Score:0

Roll back HP Universal Print Driver

jp flag

I recently installed the latest PostScript HP Universal Print Driver on my Windows print server, but it turned out that the driver was buggy. I reverted the server virtual machine to a snapshot taken before the upgrade, so the server is fine. Some Windows client PCs connected to the server during the brief period that the bad driver was installed, and they downloaded and installed the buggy version. (We have Group Policy settings in place to override the restrictions Microsoft implemented in response to PrintNightmare, which is why this works. There is an allow-list of print servers from which clients are permitted to download and install printer drivers.)

We use the driver without the version in the name ("HP Universal Printing PS"), and so now the clients check in with the server, see that they have the identically-named driver with a newer version number, and do not download the older, working version from the server. Our efforts to manually delete the drivers from the client PCs have been unsuccessful. We've tried deleting all HP printers from the PC and then deleting the driver from the PC, but every time, it says that the driver is still in use. We've tried it (1) in the UI, (2) in PowerShell like this:

#Remove printers using the HP universal print driver.
Get-Printer | Where-Object -Property DriverName -EQ -Value 'HP Universal Printing PS' | Remove-Printer

#Remove the HP universal print driver
Remove-PrinterDriver -Name "HP Universal Printing PS" -PrinterEnvironment 'Windows x64' -RemoveFromDriverStore

...and (3) at the Command Prompt like this:

pnputil.exe /enum-drivers
rem Look through the output for the bad driver, and note its INF file for the next line.
pnputil.exe /delete-driver oemnnn.inf /uninstall /force /reboot

A little more investigation implies that perhaps if every user with a user profile on the PC signed in and deleted any HP printers using the driver, then Windows might no longer insist that the driver is in use. This would be extremely difficult to accomplish though, and we don't necessarily want to just delete user profiles.

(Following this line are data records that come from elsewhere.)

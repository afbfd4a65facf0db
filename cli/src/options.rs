// Licensed to the Apache Software Foundation (ASF) under one
// or more contributor license agreements.  See the NOTICE file
// distributed with this work for additional information
// regarding copyright ownership.  The ASF licenses this file
// to you under the Apache License, Version 2.0 (the
// "License"); you may not use this file except in compliance
// with the License.  You may obtain a copy of the License at
//
//   http://www.apache.org/licenses/LICENSE-2.0
//
// Unless required by applicable law or agreed to in writing,
// software distributed under the License is distributed on an
// "AS IS" BASIS, WITHOUT WARRANTIES OR CONDITIONS OF ANY
// KIND, either express or implied.  See the License for the
// specific language governing permissions and limitations
// under the License.

//! Resolved flags of one sub-command invocation.

use std::collections::BTreeMap;
use std::str::FromStr;

use clap::Command;
use clap::parser::ValueSource;

use crate::error::Error;

/// Flags given on the command line, keyed by argument id.
///
/// A flag without values maps to an empty list. Defaults never appear here; the adapters apply
/// their own when an option is absent.
#[derive(Debug, Clone, Default, PartialEq, Eq)]
pub struct OptionSet {
    values: BTreeMap<String, Vec<String>>,
}

impl OptionSet {
    /// Parses `args` (without the sub-command token) against `command`.
    pub fn parse(command: &mut Command, args: &[String]) -> Result<Self, Error> {
        let args = normalize_long_names(command, args);
        let ids: Vec<(String, bool)> = command
            .get_arguments()
            .map(|arg| (arg.get_id().as_str().to_string(), arg.get_action().takes_values()))
            .collect();

        let matches = command
            .try_get_matches_from_mut(args)
            .map_err(|err| Error::option_parse(first_line(&err.to_string())))?;

        let mut values = BTreeMap::new();
        for (id, takes_values) in ids {
            if matches.value_source(&id) != Some(ValueSource::CommandLine) {
                continue;
            }
            let given = if takes_values {
                matches
                    .get_many::<String>(&id)
                    .map(|vals| vals.cloned().collect())
                    .unwrap_or_default()
            } else {
                Vec::new()
            };
            values.insert(id, given);
        }
        Ok(Self { values })
    }

    pub fn has(&self, id: &str) -> bool {
        self.values.contains_key(id)
    }

    /// First value of `id`, if given.
    pub fn value(&self, id: &str) -> Option<&str> {
        self.values
            .get(id)
            .and_then(|vals| vals.first())
            .map(String::as_str)
    }

    /// All values of `id`; empty when absent or given without values.
    pub fn values(&self, id: &str) -> &[String] {
        self.values.get(id).map(Vec::as_slice).unwrap_or(&[])
    }

    /// Parses the value of a sizing option.
    pub fn parse_value<T>(&self, id: &'static str) -> Result<Option<T>, Error>
    where
        T: FromStr,
        T::Err: std::fmt::Display,
    {
        match self.value(id) {
            None => Ok(None),
            Some(raw) => raw.trim().parse::<T>().map(Some).map_err(|err| {
                Error::config_invalid(id, format!("invalid value '{raw}' for {id}: {err}"))
            }),
        }
    }
}

// `-lgk 10` and `-help` spell long options with one dash.
fn normalize_long_names(command: &Command, args: &[String]) -> Vec<String> {
    let longs: Vec<&str> = command
        .get_arguments()
        .flat_map(|arg| {
            arg.get_long()
                .into_iter()
                .chain(arg.get_all_aliases().unwrap_or_default())
        })
        .collect();
    args.iter()
        .map(|token| match token.strip_prefix('-') {
            Some(name) if name.len() > 1 && !name.starts_with('-') && longs.contains(&name) => {
                format!("-{token}")
            }
            _ => token.clone(),
        })
        .collect()
}

fn first_line(message: &str) -> String {
    let line = message.lines().next().unwrap_or_default();
    line.strip_prefix("error: ").unwrap_or(line).to_string()
}
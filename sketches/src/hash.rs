// Licensed to the Apache Software Foundation (ASF) under one
// or more contributor license agreements.  See the NOTICE file
// distributed with this work for additional information
// regarding copyright ownership.  The ASF licenses this file
// to you under the Apache License, Version 2.0 (the
// "License"); you may not use this file except in compliance
// with the License.  You may obtain a copy of the License at
//
//   http://www.apache.org/licenses/LICENSE-2.0
//
// Unless required by applicable law or agreed to in writing,
// software distributed under the License is distributed on an
// "AS IS" BASIS, WITHOUT WARRANTIES OR CONDITIONS OF ANY
// KIND, either express or implied.  See the License for the
// specific language governing permissions and limitations
// under the License.

//! Seeded 128-bit MurmurHash3 used by every hashing sketch.

use std::hash::Hash;
use std::hash::Hasher;

/// Seed used when a sketch does not specify one.
pub const DEFAULT_UPDATE_SEED: u64 = 9001;

/// Streaming MurmurHash3 x64 128-bit hasher.
pub(crate) struct MurmurHash3X64128 {
    inner: mur3::Hasher128,
}

impl MurmurHash3X64128 {
    pub fn with_seed(seed: u64) -> Self {
        Self {
            inner: mur3::Hasher128::with_seed(seed as u32),
        }
    }

    pub fn finish128(&self) -> (u64, u64) {
        self.inner.finish128()
    }
}

impl Default for MurmurHash3X64128 {
    fn default() -> Self {
        Self::with_seed(0)
    }
}

impl Hasher for MurmurHash3X64128 {
    fn finish(&self) -> u64 {
        self.finish128().0
    }

    fn write(&mut self, bytes: &[u8]) {
        self.inner.write(bytes);
    }
}

/// Hashes `value` with `seed` and returns both 64-bit halves.
pub(crate) fn hash128<T: Hash + ?Sized>(value: &T, seed: u64) -> (u64, u64) {
    let mut hasher = MurmurHash3X64128::with_seed(seed);
    value.hash(&mut hasher);
    hasher.finish128()
}

/// 16-bit digest of a seed, stored in serialized sketches to catch seed mismatches.
pub fn compute_seed_hash(seed: u64) -> u16 {
    let (h1, _) = mur3::murmurhash3_x64_128(&seed.to_le_bytes(), 0);
    (h1 & 0xFFFF) as u16
}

A complicating factor is that we deploy these printers with Group Policy, so any time we restart the spooler service or the computer, all the printers are regenerated by Group Policy. I recognize that we may need to disable this behavior to fix this.

Is there any way to get Windows client PCs to roll back this driver to a previous version, or to delete it altogether? I'm looking for a /really-force-delete-regardless-of-consequences switch or its equivalent.